I have a uitableview where each cell has a uitextfield. If i touch a text field low down in the table view, then it sets the text field as first responder and scrolls to it, and also scrolls up a keyboard (all as expected). But if the keyboard animation is faster than the table view scrolling, then the keyboard momentarily covers up the text field, which then therefore resigns as first responder.

It's hard to reproduce with a basic project or any code snippet that i could paste here, because the problem is that each cell is doing a lot of layout, and it's dequeueing other cells as it scrolls up etc, meaning that the scrolling is fairly slow.

I don't mind the slightly jerky scrolling, i'm just interested in finding a way of ensuring the text field keeps itself as first responder even when it momentarily is hidden by the keyboard.

edit:

as in the answer below, i'm now trying to maintain whether or not the table view is scrolling, and only allow resigning of first responder if scrolling = NO. The code for UITableViewDelegate is below, but the problem now is that non animated movements of the table view (i.e. scrollToRowAtIndexPath...animated:NO) result in scrollViewDidScroll, but not scrollViewDidEndScrollingAnimation. Any ideas on how to get round this in a way that isn't even more clunky?
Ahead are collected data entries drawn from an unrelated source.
//! Single-slot dedup cache for capture fingerprints and recognized text.
//!
//! Each slot holds only the most recent value. A check compares the incoming
//! value against the slot and then unconditionally overwrites it, so a skip
//! never sticks: the next distinct input is still compared correctly.

use std::sync::Mutex;

/// Content hash of a raw capture payload. The payload is treated as an
/// opaque blob; image encoding is never interpreted here.
pub fn fingerprint(data: &str) -> String {
    format!("{:x}", md5::compute(data.as_bytes()))
}

pub struct DedupCache {
    image: Mutex<Option<String>>,
    text: Mutex<Option<String>>,
}

impl DedupCache {
    pub fn new() -> Self {
        Self {
            image: Mutex::new(None),
            text: Mutex::new(None),
        }
    }

    /// Returns true when `fp` matches the stored image fingerprint.
    /// The slot is overwritten either way.
    pub fn check_and_update_image(&self, fp: &str) -> bool {
        Self::check_slot(&self.image, fp)
    }

    /// Returns true when `text` matches the stored recognized text.
    /// The slot is overwritten either way.
    pub fn check_and_update_text(&self, text: &str) -> bool {
        Self::check_slot(&self.text, text)
    }

    /// Clear both slots. Used when starting a fresh capture session so an
    /// OCR result identical to a stale previous one is not skipped.
    pub fn reset(&self) {
        *Self::lock(&self.image) = None;
        *Self::lock(&self.text) = None;
        log::debug!("[Dedup] Slots reset");
    }

    fn check_slot(slot: &Mutex<Option<String>>, value: &str) -> bool {
        let mut guard = Self::lock(slot);
        let unchanged = guard.as_deref() == Some(value);
        *guard = Some(value.to_string());
        unchanged
    }

    fn lock(slot: &Mutex<Option<String>>) -> std::sync::MutexGuard<'_, Option<String>> {
        match slot.lock() {
            Ok(guard) => guard,
            Err(poisoned) => poisoned.into_inner(),
        }
    }
}

impl Default for DedupCache {
    fn default() -> Self {
        Self::new()
    }
}

#[cfg(test)]
mod tests {
    use super::*;

    #[test]
    fn test_image_slot_idempotence() {
        let cache = DedupCache::new();
        let fp = fingerprint("same-bytes");

        assert!(!cache.check_and_update_image(&fp));
        assert!(cache.check_and_update_image(&fp));
    }

    #[test]
    fn test_skip_does_not_stick() {
        let cache = DedupCache::new();

        assert!(!cache.check_and_update_text("one"));
        assert!(cache.check_and_update_text("one"));
        assert!(!cache.check_and_update_text("two"));
        // The slot now holds "two", so "one" counts as fresh again
        assert!(!cache.check_and_update_text("one"));
    }

    #[test]
    fn test_reset_clears_both_slots() {
        let cache = DedupCache::new();
        cache.check_and_update_image("fp");
        cache.check_and_update_text("text");

        cache.reset();

        assert!(!cache.check_and_update_image("fp"));
        assert!(!cache.check_and_update_text("text"));
    }

    #[test]
    fn test_slots_are_independent() {
        let cache = DedupCache::new();
        assert!(!cache.check_and_update_image("shared-value"));
        assert!(!cache.check_and_update_text("shared-value"));
    }

    #[test]
    fn test_fingerprint_is_stable() {
        assert_eq!(fingerprint("abc"), fingerprint("abc"));
        assert_ne!(fingerprint("abc"), fingerprint("abd"));
    }
}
- (void)scrollViewDidScroll:(UIScrollView *)scrollView { 
   NSLog(@"YES");
   self.scrolling = YES;
}

-(void)scrollViewDidEndDragging:(UIScrollView *)scrollView willDecelerate:(BOOL)decelerate
{
    NSLog(@"NO");
    self.scrolling = NO;
}

- (void)scrollViewDidEndDecelerating:(UIScrollView *)scrollView
{
    NSLog(@"NO");
    self.scrolling = NO;
}

- (void)scrollViewDidEndScrollingAnimation:(UIScrollView *)scrollView
{
    NSLog(@"NO");
    self.scrolling = NO;
}
1

1 Answers

1
votes

You could subclass UITextField and implement

- (BOOL)resignFirstResponder

There you could return NO while scrolling.